Boston, AT&T Clash Over Deregulation

Washington— AT&T Corp. is resisting Boston's efforts to overturn a Federal Communications Commission order that completely deregulated AT&T's cable rates in the city.

Although it was widely reported last week that Boston had appealed the FCC's July ruling, it was not widely reported that the city had asked the FCC to stay its decision and reimpose rate regulation while the appeal was pending before the agency's five members.

On Monday, AT&T filed a response to the stay, urging the FCC to find that Boston met none of the four legal criteria that would merit nullifying the effect of the deregulation order.

"[Boston] fails to even address how grant of its stay request will be in the public interest. For this reason alone, the [FCC] should find that [Boston] has not met its [legal] burden," AT&T said in a 15-page reply.

In deregulating AT&T in Boston, the FCC's Cable Services Bureau blocked the city from regulating basic programming and equipment rates. The expanded-basic tier was already deemed deregulated on March 31, 1999 under the Telecommunications Act of 1996.
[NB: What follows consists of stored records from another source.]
//! Sink handles and named loggers
//!
//! A [`SinkHandle`] is one configured output: an appender plus the maximum
//! level and per-logger-name rules of its mode. A [`NamedLogger`] binds a
//! logger name and constant context to a snapshot of the handles, resolving
//! each handle's minimum level for that name once, at creation.

use super::{
    appender::Appender,
    bootstrap::BootstrapLogger,
    filter::FilterRules,
    log_context::KeyValues,
    log_entry::LogEntry,
    log_level::{LevelFilter, LogLevel},
};
use std::sync::Arc;

/// One configured output
#[derive(Clone)]
pub struct SinkHandle {
    mode: String,
    appender: Arc<dyn Appender>,
    max_level: LevelFilter,
    filters: FilterRules,
}

impl SinkHandle {
    pub fn new(
        mode: impl Into<String>,
        appender: Arc<dyn Appender>,
        max_level: LevelFilter,
        filters: FilterRules,
    ) -> Self {
        Self {
            mode: mode.into(),
            appender,
            max_level,
            filters,
        }
    }

    pub fn mode(&self) -> &str {
        &self.mode
    }

    pub fn appender(&self) -> &Arc<dyn Appender> {
        &self.appender
    }

    pub fn max_level(&self) -> LevelFilter {
        self.max_level
    }

    /// Rules of this mode, defaults included
    pub fn filters(&self) -> &FilterRules {
        &self.filters
    }

    /// Minimum level a logger called `name` gets on this sink
    pub fn level_for(&self, name: &str) -> LevelFilter {
        self.filters.level_for(name, self.max_level)
    }
}

impl std::fmt::Debug for SinkHandle {
    fn fmt(&self, f: &mut std::fmt::Formatter<'_>) -> std::fmt::Result {
        f.debug_struct("SinkHandle")
            .field("mode", &self.mode)
            .field("appender", &self.appender.name())
            .field("max_level", &self.max_level)
            .field("filters", &self.filters)
            .finish()
    }
}

struct BoundSink {
    appender: Arc<dyn Appender>,
    min_level: LevelFilter,
}

/// A named, reusable entry point for emitting events
///
/// Cheap to clone. Levels are frozen at creation: configuration loaded later
/// does not change where or how this logger writes.
///
/// # Example
///
/// ```
/// use rust_log_pipeline::{KeyValues, LoggingSystem};
///
/// let system = LoggingSystem::new();
/// let logger = system.new_logger("auth", KeyValues::new().with("org", 1));
/// logger.info("User logged in", KeyValues::new().with("user", "alice"));
/// ```
#[derive(Clone)]
pub struct NamedLogger {
    name: String,
    context: KeyValues,
    sinks: Arc<[BoundSink]>,
    diagnostics: Arc<BootstrapLogger>,
}

impl NamedLogger {
    pub(crate) fn bind(
        name: &str,
        context: KeyValues,
        handles: &[SinkHandle],
        diagnostics: Arc<BootstrapLogger>,
    ) -> Self {
        // The root logger carries no `logger` field.
        let mut fields = if name.is_empty() {
            KeyValues::new()
        } else {
            KeyValues::new().with("logger", name)
        };
        fields.extend_from(&context);

        let sinks: Vec<BoundSink> = handles
            .iter()
            .map(|handle| BoundSink {
                appender: Arc::clone(&handle.appender),
                min_level: handle.level_for(name),
            })
            .collect();

        Self {
            name: name.to_string(),
            context: fields,
            sinks: sinks.into(),
            diagnostics,
        }
    }

    pub fn name(&self) -> &str {
        &self.name
    }

    /// The constant fields added to every event, `logger` first (if named)
    pub fn context(&self) -> &KeyValues {
        &self.context
    }

    /// Minimum level per bound sink, in sink order
    pub fn levels(&self) -> Vec<LevelFilter> {
        self.sinks.iter().map(|s| s.min_level).collect()
    }

    pub fn sink_count(&self) -> usize {
        self.sinks.len()
    }

    /// A logger with the same sinks and levels and extra constant fields
    #[must_use]
    pub fn with(&self, context: KeyValues) -> Self {
        let mut fields = self.context.clone();
        fields.extend_from(&context);
        Self {
            name: self.name.clone(),
            context: fields,
            sinks: Arc::clone(&self.sinks),
            diagnostics: Arc::clone(&self.diagnostics),
        }
    }

    /// Whether at least one sink takes events of `level`
    pub fn enabled(&self, level: LogLevel) -> bool {
        self.sinks.iter().any(|s| s.min_level.allows(level))
    }

    /// Fan an event out to every sink that takes its level.
    ///
    /// Never fails: a sink that cannot write is reported on the bootstrap
    /// logger and the event is dropped for that sink only.
    pub fn log(&self, level: LogLevel, message: impl AsRef<str>, args: KeyValues) {
        if !self.enabled(level) {
            return;
        }

        let mut fields = self.context.clone();
        fields.extend_from(&args);
        let entry = LogEntry::new(level, message).with_fields(fields);

        for sink in self.sinks.iter() {
            if !sink.min_level.allows(level) {
                continue;
            }
            if let Err(e) = sink.appender.append(&entry) {
                self.diagnostics.error(
                    "Failed to write log event",
                    KeyValues::new()
                        .with("sink", sink.appender.name())
                        .with("logger", self.name.as_str())
                        .with("err", e.to_string()),
                );
            }
        }
    }

    pub fn debug(&self, message: impl AsRef<str>, args: KeyValues) {
        self.log(LogLevel::Debug, message, args);
    }

    pub fn info(&self, message: impl AsRef<str>, args: KeyValues) {
        self.log(LogLevel::Info, message, args);
    }

    pub fn warn(&self, message: impl AsRef<str>, args: KeyValues) {
        self.log(LogLevel::Warn, message, args);
    }

    pub fn error(&self, message: impl AsRef<str>, args: KeyValues) {
        self.log(LogLevel::Error, message, args);
    }

    /// Flush every bound sink, reporting failures on the bootstrap logger
    pub fn flush(&self) {
        for sink in self.sinks.iter() {
            if let Err(e) = sink.appender.flush() {
                self.diagnostics.error(
                    "Failed to flush sink",
                    KeyValues::new()
                        .with("sink", sink.appender.name())
                        .with("err", e.to_string()),
                );
            }
        }
    }
}

impl std::fmt::Debug for NamedLogger {
    fn fmt(&self, f: &mut std::fmt::Formatter<'_>) -> std::fmt::Result {
        f.debug_struct("NamedLogger")
            .field("name", &self.name)
            .field("context", &self.context)
            .field("levels", &self.levels())
            .finish()
    }
}

#[cfg(test)]
mod tests {
    use super::*;
    use crate::appenders::{MemoryAppender, MemoryWriter};
    use crate::core::{LoggerError, OutputFormat, Result};

    struct FailingAppender;

    impl Appender for FailingAppender {
        fn append(&self, _entry: &LogEntry) -> Result<()> {
            Err(LoggerError::closed("broken"))
        }

        fn name(&self) -> &str {
            "broken"
        }
    }

    fn memory_handle(mode: &str, max: LevelFilter, filters: FilterRules) -> (SinkHandle, MemoryWriter) {
        let appender = MemoryAppender::new(mode, OutputFormat::Text);
        let writer = appender.writer();
        (SinkHandle::new(mode, Arc::new(appender), max, filters), writer)
    }

    #[test]
    fn test_event_layout() {
        let (handle, out) = memory_handle("memory", LevelFilter::AllowDebug, FilterRules::new());
        let logger = NamedLogger::bind(
            "auth",
            KeyValues::new().with("org", 7),
            &[handle],
            Arc::new(BootstrapLogger::silent()),
        );

        logger.warn("Invalid password", KeyValues::new().with("user", "bob"));

        assert_eq!(
            out.lines(),
            vec![r#"level=warn msg="Invalid password" logger=auth org=7 user=bob"#.to_string()]
        );
    }

    #[test]
    fn test_per_name_rule_overrides_max_level() {
        let filters = FilterRules::new().with("sql", LevelFilter::AllowDebug);
        let (handle, out) = memory_handle("memory", LevelFilter::AllowWarn, filters);
        let handles = [handle];
        let diag = Arc::new(BootstrapLogger::silent());

        let sql = NamedLogger::bind("sql", KeyValues::new(), &handles, Arc::clone(&diag));
        let http = NamedLogger::bind("http", KeyValues::new(), &handles, diag);

        sql.debug("query", KeyValues::new());
        http.info("request", KeyValues::new());
        http.warn("slow request", KeyValues::new());

        assert_eq!(sql.levels(), vec![LevelFilter::AllowDebug]);
        assert_eq!(http.levels(), vec![LevelFilter::AllowWarn]);
        assert_eq!(out.lines().len(), 2);
        assert!(out.contents().contains("msg=query"));
        assert!(!out.contents().contains("msg=request"));
    }

    #[test]
    fn test_fan_out_in_sink_order() {
        let (first, out1) = memory_handle("one", LevelFilter::AllowInfo, FilterRules::new());
        let (second, out2) = memory_handle("two", LevelFilter::AllowError, FilterRules::new());
        let logger = NamedLogger::bind(
            "app",
            KeyValues::new(),
            &[first, second],
            Arc::new(BootstrapLogger::silent()),
        );

        logger.info("started", KeyValues::new());
        logger.error("crashed", KeyValues::new());

        assert_eq!(out1.lines().len(), 2);
        assert_eq!(out2.lines(), vec!["level=error msg=crashed logger=app".to_string()]);
    }

    #[test]
    fn test_failing_sink_does_not_block_others() {
        let broken = SinkHandle::new(
            "broken",
            Arc::new(FailingAppender),
            LevelFilter::AllowDebug,
            FilterRules::new(),
        );
        let (healthy, out) = memory_handle("memory", LevelFilter::AllowDebug, FilterRules::new());
        let diag_out = MemoryWriter::new();
        let logger = NamedLogger::bind(
            "app",
            KeyValues::new(),
            &[broken, healthy],
            Arc::new(BootstrapLogger::with_writer(diag_out.clone())),
        );

        logger.info("still delivered", KeyValues::new());

        assert_eq!(out.lines().len(), 1);
        assert!(diag_out.contents().contains("sink=broken"));
    }

    #[test]
    fn test_with_adds_context() {
        let (handle, out) = memory_handle("memory", LevelFilter::AllowInfo, FilterRules::new());
        let logger = NamedLogger::bind(
            "http",
            KeyValues::new(),
            &[handle],
            Arc::new(BootstrapLogger::silent()),
        );

        let request_logger = logger.with(KeyValues::new().with("request_id", "r-1"));
        request_logger.info("done", KeyValues::new().with("status", 200));

        assert_eq!(
            out.lines(),
            vec!["level=info msg=done logger=http request_id=r-1 status=200".to_string()]
        );
        assert_eq!(logger.context().len(), 1);
    }

    #[test]
    fn test_no_sinks_is_a_no_op() {
        let logger = NamedLogger::bind("idle", KeyValues::new(), &[], Arc::new(BootstrapLogger::silent()));
        assert!(!logger.enabled(LogLevel::Error));
        logger.error("nobody listens", KeyValues::new());
        assert_eq!(logger.sink_count(), 0);
    }
}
Boston is opposing the FCC's deregulation order on the basis that AT&T's chief wireline competitor — RCN Corp. — is not providing service on a broad enough basis to keep a lip on AT&T rates. RCN has approximately 12,000 subscribers, while AT&T has about 150,000 in Boston, according to the city's cable office.

But AT&T told the FCC that the agency correctly held that federal law and FCC rules do not require a finding of wall-to-wall competition in a franchise area before incumbent cable operators are legally entitled to deregulation on the basic tier.